─── Records supplied

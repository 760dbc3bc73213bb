//! Presence-confidence scoring.
//!
//! The composite score weights three sub-scores: visual presence (camera and
//! audio evidence), activity presence (any heartbeat or media toggle while
//! joined), and consistency (penalizes implausibly dense event streams).

use serde::{Deserialize, Serialize};

use crate::config::EngagementPolicy;
use crate::timeline::Timeline;
use crate::types::Recommendation;

#[derive(Debug, Clone, Copy, PartialEq, Eq, Serialize, Deserialize)]
#[serde(rename_all = "SCREAMING_SNAKE_CASE")]
pub enum EngagementLevel {
    High,
    Moderate,
    Low,
    Minimal,
}

#[derive(Debug, Clone, Copy, PartialEq, Eq, PartialOrd, Ord, Serialize, Deserialize)]
#[serde(rename_all = "SCREAMING_SNAKE_CASE")]
pub enum EngagementFlag {
    NoVideo,
    NoAudio,
    NoActivity,
    ElevatedEventRate,
    LikelyAutomated,
    ZeroActivity,
}

#[derive(Debug, Clone, PartialEq, Serialize, Deserialize)]
pub struct SubScores {
    pub visual: f64,
    pub activity: f64,
    pub consistency: f64,
}

#[derive(Debug, Clone, PartialEq, Serialize, Deserialize)]
pub struct EngagementAssessment {
    pub score: f64,
    pub level: EngagementLevel,
    pub sub_scores: SubScores,
    pub event_rate_per_min: f64,
    pub flags: Vec<EngagementFlag>,
    pub recommendation: Recommendation,
}

impl EngagementAssessment {
    pub fn has_flag(&self, flag: EngagementFlag) -> bool {
        self.flags.contains(&flag)
    }
}

pub fn score_timeline(timeline: &Timeline, policy: &EngagementPolicy) -> EngagementAssessment {
    let mut flags = Vec::new();

    let mut visual = 0.0;
    if timeline.camera_on_evidence {
        visual += policy.camera_points;
    } else {
        flags.push(EngagementFlag::NoVideo);
    }
    if timeline.audio_evidence {
        visual += policy.audio_points;
    } else {
        flags.push(EngagementFlag::NoAudio);
    }

    let activity = if timeline.has_activity() {
        100.0
    } else {
        flags.push(EngagementFlag::NoActivity);
        0.0
    };

    let rate = timeline.event_rate_per_min();
    let consistency = if rate > policy.automated_rate_per_min {
        flags.push(EngagementFlag::LikelyAutomated);
        0.0
    } else if rate > policy.elevated_rate_per_min {
        flags.push(EngagementFlag::ElevatedEventRate);
        50.0
    } else {
        100.0
    };

    let raw = visual.min(100.0) * policy.visual_weight
        + activity * policy.activity_weight
        + consistency * policy.consistency_weight;
    // Two decimals so band boundaries are not at the mercy of float noise.
    let score = ((raw * 100.0).round() / 100.0).clamp(0.0, 100.0);

    let presence_min = timeline.metrics.total_duration_min;
    let zero_activity = !timeline.has_activity() && presence_min > policy.zero_activity_min;
    if zero_activity {
        flags.push(EngagementFlag::ZeroActivity);
    }

    let recommendation = if rate > policy.automated_rate_per_min || zero_activity {
        Recommendation::Reject
    } else if score >= policy.approve_score {
        Recommendation::Approve
    } else if score >= policy.review_score {
        if flags.contains(&EngagementFlag::NoVideo) {
            Recommendation::FlagForReview
        } else {
            Recommendation::Approve
        }
    } else if score >= policy.low_score {
        Recommendation::FlagForReview
    } else {
        Recommendation::Reject
    };

    flags.sort();
    EngagementAssessment {
        score,
        level: level_for(score, policy),
        sub_scores: SubScores {
            visual,
            activity,
            consistency,
        },
        event_rate_per_min: rate,
        flags,
        recommendation,
    }
}

fn level_for(score: f64, policy: &EngagementPolicy) -> EngagementLevel {
    if score >= policy.approve_score {
        EngagementLevel::High
    } else if score >= policy.review_score {
        EngagementLevel::Moderate
    } else if score >= policy.low_score {
        EngagementLevel::Low
    } else {
        EngagementLevel::Minimal
    }
}

#[cfg(test)]
mod tests {
    use super::*;
    use crate::config::TimelinePolicy;
    use crate::timeline::reconstruct;
    use crate::types::{ActivityEvent, ActivityKind, EventPayload, EventSource};
    use chrono::{Duration, TimeZone, Utc};

    fn event(id: String, kind: ActivityKind, offset_secs: i64) -> ActivityEvent {
        ActivityEvent {
            event_id: id,
            kind,
            occurred_at: Utc
                .with_ymd_and_hms(2026, 3, 2, 9, 0, 0)
                .single()
                .expect("start")
                + Duration::seconds(offset_secs),
            source: EventSource::Webhook,
            sequence: 0,
            payload: EventPayload::default(),
        }
    }

    fn session(minutes: i64, extra: Vec<(ActivityKind, i64)>) -> Timeline {
        let mut events = vec![
            event("join".to_string(), ActivityKind::Join, 0),
            event("leave".to_string(), ActivityKind::Leave, minutes * 60),
        ];
        for (idx, (kind, offset)) in extra.into_iter().enumerate() {
            events.push(event(format!("e{}", idx), kind, offset));
        }
        reconstruct(&events, minutes as u32, &TimelinePolicy::default())
    }

    #[test]
    fn camera_audio_and_activity_score_full_marks() {
        let timeline = session(
            30,
            vec![
                (ActivityKind::VideoOn, 5),
                (ActivityKind::AudioOn, 6),
                (ActivityKind::HeartbeatActive, 60),
            ],
        );
        let assessment = score_timeline(&timeline, &EngagementPolicy::default());
        assert_eq!(assessment.score, 100.0);
        assert_eq!(assessment.level, EngagementLevel::High);
        assert_eq!(assessment.recommendation, Recommendation::Approve);
        assert!(assessment.flags.is_empty());
    }

    #[test]
    fn activity_without_video_is_flagged_for_review() {
        let timeline = session(30, vec![(ActivityKind::HeartbeatActive, 60)]);
        let assessment = score_timeline(&timeline, &EngagementPolicy::default());
        // 0.3 * 100 + 0.2 * 100
        assert_eq!(assessment.score, 50.0);
        assert!(assessment.has_flag(EngagementFlag::NoVideo));
        assert_eq!(assessment.recommendation, Recommendation::FlagForReview);
    }

    #[test]
    fn camera_without_audio_still_scores_high() {
        let timeline = session(
            30,
            vec![(ActivityKind::VideoOn, 5), (ActivityKind::HeartbeatActive, 60)],
        );
        let assessment = score_timeline(&timeline, &EngagementPolicy::default());
        assert_eq!(assessment.score, 85.0);
        assert_eq!(assessment.recommendation, Recommendation::Approve);
    }

    #[test]
    fn silent_long_presence_is_rejected_for_zero_activity() {
        let timeline = session(45, vec![]);
        let assessment = score_timeline(&timeline, &EngagementPolicy::default());
        assert!(assessment.has_flag(EngagementFlag::ZeroActivity));
        assert_eq!(assessment.recommendation, Recommendation::Reject);
    }

    #[test]
    fn short_silent_presence_is_rejected_on_score_alone() {
        let timeline = session(5, vec![]);
        let assessment = score_timeline(&timeline, &EngagementPolicy::default());
        assert!(!assessment.has_flag(EngagementFlag::ZeroActivity));
        assert_eq!(assessment.score, 20.0);
        assert_eq!(assessment.level, EngagementLevel::Minimal);
        assert_eq!(assessment.recommendation, Recommendation::Reject);
    }

    #[test]
    fn elevated_rate_halves_consistency() {
        let extra = (0..12)
            .map(|idx| (ActivityKind::HeartbeatActive, 1 + idx * 5))
            .collect();
        let timeline = session(1, extra);
        let assessment = score_timeline(&timeline, &EngagementPolicy::default());
        assert_eq!(assessment.sub_scores.consistency, 50.0);
        assert!(assessment.has_flag(EngagementFlag::ElevatedEventRate));
    }
}
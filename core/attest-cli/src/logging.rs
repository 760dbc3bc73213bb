//! File logging for the CLI.
//!
//! Output goes to a daily-rotated file under `~/.attest/logs` so stdout stays
//! reserved for command results. Set `ATTEST_DEBUG_LOG=1` for debug output.

use std::env;
use std::path::PathBuf;
use tracing_appender::non_blocking::WorkerGuard;
use tracing_subscriber::EnvFilter;

const LOG_FILE_PREFIX: &str = "attest.log";

/// Install the subscriber. Hold the returned guard until exit so buffered
/// lines are flushed.
pub fn init() -> Option<WorkerGuard> {
    let dir = log_dir()?;
    if fs_err::create_dir_all(&dir).is_err() {
        return None;
    }

    let appender = tracing_appender::rolling::daily(&dir, LOG_FILE_PREFIX);
    let (writer, guard) = tracing_appender::non_blocking(appender);
    let result = tracing_subscriber::fmt()
        .with_env_filter(filter())
        .with_writer(writer)
        .with_ansi(false)
        .try_init();

    result.ok().map(|_| guard)
}

fn filter() -> EnvFilter {
    let debug_enabled = env::var("ATTEST_DEBUG_LOG")
        .map(|value| matches!(value.as_str(), "1" | "true" | "TRUE" | "yes" | "YES"))
        .unwrap_or(false);
    if debug_enabled {
        EnvFilter::new("debug")
    } else {
        EnvFilter::try_from_default_env().unwrap_or_else(|_| EnvFilter::new("warn"))
    }
}

fn log_dir() -> Option<PathBuf> {
    dirs::home_dir().map(|home| home.join(".attest").join("logs"))
}
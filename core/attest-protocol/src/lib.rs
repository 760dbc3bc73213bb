//! IPC protocol types and validation for the attestation daemon.
//!
//! This crate is shared by the daemon and its clients to prevent schema drift.
//! The daemon remains the authority on validation, but clients can reuse the
//! same types to construct valid requests.

use chrono::DateTime;
use serde::{Deserialize, Serialize};
use serde_json::Value;

pub const PROTOCOL_VERSION: u32 = 1;
pub const MAX_REQUEST_BYTES: usize = 1024 * 1024; // 1MB
pub const MAX_ID_LEN: usize = 128;
pub const MAX_LIST_LIMIT: usize = 1000;

#[derive(Debug, Clone, Copy, Serialize, Deserialize, PartialEq, Eq)]
#[serde(rename_all = "snake_case", deny_unknown_fields)]
pub enum Method {
    GetHealth,
    Webhook,
    Heartbeat,
    RunSweep,
    GetSession,
    ListSessions,
    GetRecord,
    VerifyRecord,
    DrainOutbox,
}

#[derive(Debug, Serialize, Deserialize)]
#[serde(deny_unknown_fields)]
pub struct Request {
    pub protocol_version: u32,
    pub method: Method,
    #[serde(default)]
    pub id: Option<String>,
    #[serde(default)]
    pub params: Option<Value>,
}

#[derive(Debug, Serialize, Deserialize)]
pub struct Response {
    pub ok: bool,
    #[serde(skip_serializing_if = "Option::is_none")]
    pub id: Option<String>,
    #[serde(skip_serializing_if = "Option::is_none")]
    pub data: Option<Value>,
    #[serde(skip_serializing_if = "Option::is_none")]
    pub error: Option<ErrorInfo>,
}

#[derive(Debug, Serialize, Deserialize, Clone, PartialEq, Eq)]
pub struct ErrorInfo {
    pub code: String,
    pub message: String,
}

impl ErrorInfo {
    pub fn new(code: &str, message: impl Into<String>) -> Self {
        Self {
            code: code.to_string(),
            message: message.into(),
        }
    }
}

impl Response {
    pub fn ok(id: Option<String>, data: Value) -> Self {
        Self {
            ok: true,
            id,
            data: Some(data),
            error: None,
        }
    }

    pub fn error(id: Option<String>, code: &str, message: impl Into<String>) -> Self {
        Self {
            ok: false,
            id,
            data: None,
            error: Some(ErrorInfo::new(code, message)),
        }
    }

    pub fn error_with_info(id: Option<String>, error: ErrorInfo) -> Self {
        Self {
            ok: false,
            id,
            data: None,
            error: Some(error),
        }
    }
}

/// A provider callback as received by the HTTP edge, forwarded verbatim.
///
/// `body` must be the exact byte sequence the provider signed; the daemon
/// recomputes the signature over it before parsing anything.
#[derive(Debug, Clone, Deserialize, Serialize)]
#[serde(deny_unknown_fields)]
pub struct WebhookParams {
    pub signature: String,
    pub timestamp: String,
    pub body: String,
}

#[derive(Debug, Clone, Copy, Deserialize, Serialize, PartialEq, Eq)]
#[serde(rename_all = "snake_case")]
pub enum HeartbeatState {
    Active,
    Idle,
}

#[derive(Debug, Clone, Deserialize, Serialize)]
#[serde(deny_unknown_fields)]
pub struct HeartbeatParams {
    pub event_id: String,
    pub session_id: String,
    pub occurred_at: String,
    pub state: HeartbeatState,
    #[serde(default)]
    pub mouse_active: bool,
    #[serde(default)]
    pub keyboard_active: bool,
    #[serde(default)]
    pub tab_focused: bool,
}

impl HeartbeatParams {
    pub fn validate(&self) -> Result<(), ErrorInfo> {
        require_id(&self.event_id, "event_id")?;
        require_id(&self.session_id, "session_id")?;
        require_timestamp(&self.occurred_at, "occurred_at")?;
        Ok(())
    }
}

/// Public lookup: exactly one of `record_id` or `card_number`.
#[derive(Debug, Clone, Default, Deserialize, Serialize)]
#[serde(deny_unknown_fields)]
pub struct RecordLookup {
    #[serde(default, skip_serializing_if = "Option::is_none")]
    pub record_id: Option<String>,
    #[serde(default, skip_serializing_if = "Option::is_none")]
    pub card_number: Option<String>,
}

impl RecordLookup {
    pub fn validate(&self) -> Result<(), ErrorInfo> {
        match (&self.record_id, &self.card_number) {
            (Some(id), None) => require_id(id, "record_id"),
            (None, Some(card)) => require_id(card, "card_number"),
            _ => Err(ErrorInfo::new(
                "invalid_params",
                "exactly one of record_id or card_number is required",
            )),
        }
    }
}

#[derive(Debug, Clone, Deserialize, Serialize)]
#[serde(deny_unknown_fields)]
pub struct SessionLookup {
    pub session_id: String,
}

#[derive(Debug, Clone, Default, Deserialize, Serialize)]
#[serde(deny_unknown_fields)]
pub struct ListParams {
    #[serde(default, skip_serializing_if = "Option::is_none")]
    pub status: Option<String>,
    #[serde(default, skip_serializing_if = "Option::is_none")]
    pub limit: Option<usize>,
}

impl ListParams {
    pub fn effective_limit(&self, default: usize) -> usize {
        self.limit.unwrap_or(default).clamp(1, MAX_LIST_LIMIT)
    }
}

pub fn parse_webhook(params: Value) -> Result<WebhookParams, ErrorInfo> {
    let parsed: WebhookParams = parse_params(params, "webhook")?;
    if parsed.signature.trim().is_empty() {
        return Err(ErrorInfo::new("missing_field", "signature is required"));
    }
    if parsed.timestamp.trim().is_empty() {
        return Err(ErrorInfo::new("missing_field", "timestamp is required"));
    }
    if parsed.body.trim().is_empty() {
        return Err(ErrorInfo::new("missing_field", "body is required"));
    }
    Ok(parsed)
}

pub fn parse_heartbeat(params: Value) -> Result<HeartbeatParams, ErrorInfo> {
    let parsed: HeartbeatParams = parse_params(params, "heartbeat")?;
    parsed.validate()?;
    Ok(parsed)
}

pub fn parse_record_lookup(params: Value) -> Result<RecordLookup, ErrorInfo> {
    let parsed: RecordLookup = parse_params(params, "record lookup")?;
    parsed.validate()?;
    Ok(parsed)
}

pub fn parse_session_lookup(params: Value) -> Result<SessionLookup, ErrorInfo> {
    let parsed: SessionLookup = parse_params(params, "session lookup")?;
    require_id(&parsed.session_id, "session_id")?;
    Ok(parsed)
}

pub fn parse_list(params: Option<Value>) -> Result<ListParams, ErrorInfo> {
    match params {
        Some(value) => parse_params(value, "list"),
        None => Ok(ListParams::default()),
    }
}

fn parse_params<T: for<'de> Deserialize<'de>>(params: Value, what: &str) -> Result<T, ErrorInfo> {
    serde_json::from_value(params).map_err(|err| {
        ErrorInfo::new(
            "invalid_params",
            format!("{} payload is invalid: {}", what, err),
        )
    })
}

fn require_id(value: &str, field: &str) -> Result<(), ErrorInfo> {
    if value.trim().is_empty() {
        return Err(ErrorInfo::new(
            "missing_field",
            format!("{} is required", field),
        ));
    }
    if value.len() > MAX_ID_LEN {
        return Err(ErrorInfo::new(
            "invalid_id",
            format!("{} must be {} characters or fewer", field, MAX_ID_LEN),
        ));
    }
    Ok(())
}

fn require_timestamp(value: &str, field: &str) -> Result<(), ErrorInfo> {
    if DateTime::parse_from_rfc3339(value).is_err() {
        return Err(ErrorInfo::new(
            "invalid_timestamp",
            format!("{} must be RFC3339", field),
        ));
    }
    Ok(())
}

#[cfg(test)]
mod tests {
    use super::*;
    use serde_json::json;

    fn base_heartbeat() -> HeartbeatParams {
        HeartbeatParams {
            event_id: "hb-1".to_string(),
            session_id: "session-1".to_string(),
            occurred_at: "2026-01-30T12:00:00Z".to_string(),
            state: HeartbeatState::Active,
            mouse_active: true,
            keyboard_active: false,
            tab_focused: true,
        }
    }

    #[test]
    fn validates_heartbeat() {
        assert!(base_heartbeat().validate().is_ok());
    }

    #[test]
    fn rejects_heartbeat_with_bad_timestamp() {
        let mut heartbeat = base_heartbeat();
        heartbeat.occurred_at = "yesterday".to_string();
        let err = heartbeat.validate().expect_err("bad timestamp");
        assert_eq!(err.code, "invalid_timestamp");
    }

    #[test]
    fn rejects_long_session_id() {
        let mut heartbeat = base_heartbeat();
        heartbeat.session_id = "s".repeat(256);
        assert!(heartbeat.validate().is_err());
    }

    #[test]
    fn parse_heartbeat_rejects_unknown_fields() {
        let params = json!({
            "event_id": "hb-1",
            "session_id": "session-1",
            "occurred_at": "2026-01-30T12:00:00Z",
            "state": "active",
            "camera": true
        });
        assert!(parse_heartbeat(params).is_err());
    }

    #[test]
    fn record_lookup_requires_exactly_one_key() {
        assert!(RecordLookup::default().validate().is_err());
        let both = RecordLookup {
            record_id: Some("01J".to_string()),
            card_number: Some("ATT-2026-ABCDEF0123".to_string()),
        };
        assert!(both.validate().is_err());
        let card = parse_record_lookup(json!({ "card_number": "ATT-2026-ABCDEF0123" }))
            .expect("card lookup");
        assert_eq!(card.card_number.as_deref(), Some("ATT-2026-ABCDEF0123"));
    }

    #[test]
    fn webhook_requires_signature_and_body() {
        let missing_sig = json!({ "signature": " ", "timestamp": "1", "body": "{}" });
        assert_eq!(
            parse_webhook(missing_sig).expect_err("signature").code,
            "missing_field"
        );
        let ok = json!({ "signature": "v0=ab", "timestamp": "1", "body": "{}" });
        assert!(parse_webhook(ok).is_ok());
    }

    #[test]
    fn list_limit_is_clamped() {
        let params = parse_list(Some(json!({ "limit": 50_000 }))).expect("list params");
        assert_eq!(params.effective_limit(100), MAX_LIST_LIMIT);
        let default = parse_list(None).expect("default params");
        assert_eq!(default.effective_limit(100), 100);
    }

    #[test]
    fn method_names_are_snake_case() {
        let request: Request = serde_json::from_value(json!({
            "protocol_version": 1,
            "method": "run_sweep"
        }))
        .expect("request");
        assert_eq!(request.method, Method::RunSweep);
    }
}
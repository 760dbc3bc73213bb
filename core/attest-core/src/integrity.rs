//! Independent integrity verification of published records.
//!
//! Verification only reads published canonical fields and never mutates
//! anything. Every mismatch is itemized; a record can be tampered and
//! chain-broken at the same time.

use serde::{Deserialize, Serialize};

use crate::record::{
    canonical_bytes, card_number, content_hash, link_hash, RecordVerifierKey, VerificationRecord,
    GENESIS_HASH,
};

#[derive(Debug, Clone, Copy, PartialEq, Eq, PartialOrd, Ord, Serialize, Deserialize)]
#[serde(rename_all = "SCREAMING_SNAKE_CASE")]
pub enum IntegrityReason {
    TamperedContent,
    InvalidSignature,
    ChainBroken,
}

#[derive(Debug, Clone, PartialEq, Eq, Serialize, Deserialize)]
pub struct IntegrityReport {
    pub valid: bool,
    pub reasons: Vec<IntegrityReason>,
    /// Human-readable detail per failed check.
    pub findings: Vec<String>,
}

impl IntegrityReport {
    fn from_findings(mut found: Vec<(IntegrityReason, String)>) -> Self {
        found.sort_by(|a, b| a.0.cmp(&b.0));
        let mut reasons: Vec<IntegrityReason> = found.iter().map(|(reason, _)| *reason).collect();
        reasons.dedup();
        Self {
            valid: reasons.is_empty(),
            reasons,
            findings: found.into_iter().map(|(_, detail)| detail).collect(),
        }
    }

    /// Report for a record whose stored fields no longer parse.
    pub fn unreadable(detail: impl Into<String>) -> Self {
        Self::from_findings(vec![(IntegrityReason::TamperedContent, detail.into())])
    }

    pub fn has_reason(&self, reason: IntegrityReason) -> bool {
        self.reasons.contains(&reason)
    }
}

/// Recompute the hash a record actually deserves from its canonical fields.
pub fn recompute_record_hash(record: &VerificationRecord) -> Option<String> {
    let bytes = canonical_bytes(&record.fields).ok()?;
    Some(link_hash(&record.previous_record_hash, &content_hash(&bytes)))
}

/// Verify one record against its predecessor in the same chain scope.
///
/// `predecessor` must be the record with `sequence - 1`, or `None` when no
/// such record is stored.
pub fn verify_record(
    record: &VerificationRecord,
    predecessor: Option<&VerificationRecord>,
    key: &RecordVerifierKey,
) -> IntegrityReport {
    let mut found = Vec::new();

    match canonical_bytes(&record.fields) {
        Ok(bytes) => {
            let recomputed = content_hash(&bytes);
            if recomputed != record.content_hash {
                found.push((
                    IntegrityReason::TamperedContent,
                    format!(
                        "content hash {} does not match canonical fields ({})",
                        record.content_hash, recomputed
                    ),
                ));
            }
        }
        Err(err) => found.push((IntegrityReason::TamperedContent, err.to_string())),
    }

    let expected_link = link_hash(&record.previous_record_hash, &record.content_hash);
    if expected_link != record.record_hash {
        found.push((
            IntegrityReason::TamperedContent,
            "record hash does not match its content and predecessor hashes".to_string(),
        ));
    }

    if let Some(year) = record.fields.created_at.get(..4).and_then(|y| y.parse::<i32>().ok()) {
        if card_number(&record.content_hash, year) != record.card_number {
            found.push((
                IntegrityReason::TamperedContent,
                format!("card number {} does not derive from the content hash", record.card_number),
            ));
        }
    }

    if record.key_id != key.key_id() {
        found.push((
            IntegrityReason::InvalidSignature,
            format!("record signed by unknown key {}", record.key_id),
        ));
    } else if !key.verify(
        &record.content_hash,
        &record.previous_record_hash,
        &record.signature,
    ) {
        found.push((
            IntegrityReason::InvalidSignature,
            "signature does not verify".to_string(),
        ));
    }

    check_chain(record, predecessor, &mut found);
    IntegrityReport::from_findings(found)
}

fn check_chain(
    record: &VerificationRecord,
    predecessor: Option<&VerificationRecord>,
    found: &mut Vec<(IntegrityReason, String)>,
) {
    if record.sequence() <= 1 {
        if record.previous_record_hash != GENESIS_HASH {
            found.push((
                IntegrityReason::ChainBroken,
                "first record of a chain must link to the genesis hash".to_string(),
            ));
        }
        return;
    }

    let Some(predecessor) = predecessor else {
        found.push((
            IntegrityReason::ChainBroken,
            format!("predecessor at sequence {} is missing", record.sequence() - 1),
        ));
        return;
    };

    if predecessor.chain_scope() != record.chain_scope()
        || predecessor.sequence() + 1 != record.sequence()
    {
        found.push((
            IntegrityReason::ChainBroken,
            "predecessor is not the previous record of this chain".to_string(),
        ));
        return;
    }

    match recompute_record_hash(predecessor) {
        Some(actual) if actual == record.previous_record_hash => {}
        Some(_) => found.push((
            IntegrityReason::ChainBroken,
            format!(
                "previous record hash does not match record {}",
                predecessor.record_id()
            ),
        )),
        None => found.push((
            IntegrityReason::ChainBroken,
            format!("predecessor {} cannot be canonicalized", predecessor.record_id()),
        )),
    }
}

──────

| What you will do |
Using the entries above, repeat only the lines from the one containing "self.limit.unwrap_or(default).clamp(1, MAX_LIST_LIMIT)" through the one containing "fn require_timestamp(value: &str, field: &str)", end lines included.

| The answer |
        self.limit.unwrap_or(default).clamp(1, MAX_LIST_LIMIT)
    }
}

pub fn parse_webhook(params: Value) -> Result<WebhookParams, ErrorInfo> {
    let parsed: WebhookParams = parse_params(params, "webhook")?;
    if parsed.signature.trim().is_empty() {
        return Err(ErrorInfo::new("missing_field", "signature is required"));
    }
    if parsed.timestamp.trim().is_empty() {
        return Err(ErrorInfo::new("missing_field", "timestamp is required"));
    }
    if parsed.body.trim().is_empty() {
        return Err(ErrorInfo::new("missing_field", "body is required"));
    }
    Ok(parsed)
}

pub fn parse_heartbeat(params: Value) -> Result<HeartbeatParams, ErrorInfo> {
    let parsed: HeartbeatParams = parse_params(params, "heartbeat")?;
    parsed.validate()?;
    Ok(parsed)
}

pub fn parse_record_lookup(params: Value) -> Result<RecordLookup, ErrorInfo> {
    let parsed: RecordLookup = parse_params(params, "record lookup")?;
    parsed.validate()?;
    Ok(parsed)
}

pub fn parse_session_lookup(params: Value) -> Result<SessionLookup, ErrorInfo> {
    let parsed: SessionLookup = parse_params(params, "session lookup")?;
    require_id(&parsed.session_id, "session_id")?;
    Ok(parsed)
}

pub fn parse_list(params: Option<Value>) -> Result<ListParams, ErrorInfo> {
    match params {
        Some(value) => parse_params(value, "list"),
        None => Ok(ListParams::default()),
    }
}

fn parse_params<T: for<'de> Deserialize<'de>>(params: Value, what: &str) -> Result<T, ErrorInfo> {
    serde_json::from_value(params).map_err(|err| {
        ErrorInfo::new(
            "invalid_params",
            format!("{} payload is invalid: {}", what, err),
        )
    })
}

fn require_id(value: &str, field: &str) -> Result<(), ErrorInfo> {
    if value.trim().is_empty() {
        return Err(ErrorInfo::new(
            "missing_field",
            format!("{} is required", field),
        ));
    }
    if value.len() > MAX_ID_LEN {
        return Err(ErrorInfo::new(
            "invalid_id",
            format!("{} must be {} characters or fewer", field, MAX_ID_LEN),
        ));
    }
    Ok(())
}

fn require_timestamp(value: &str, field: &str) -> Result<(), ErrorInfo> {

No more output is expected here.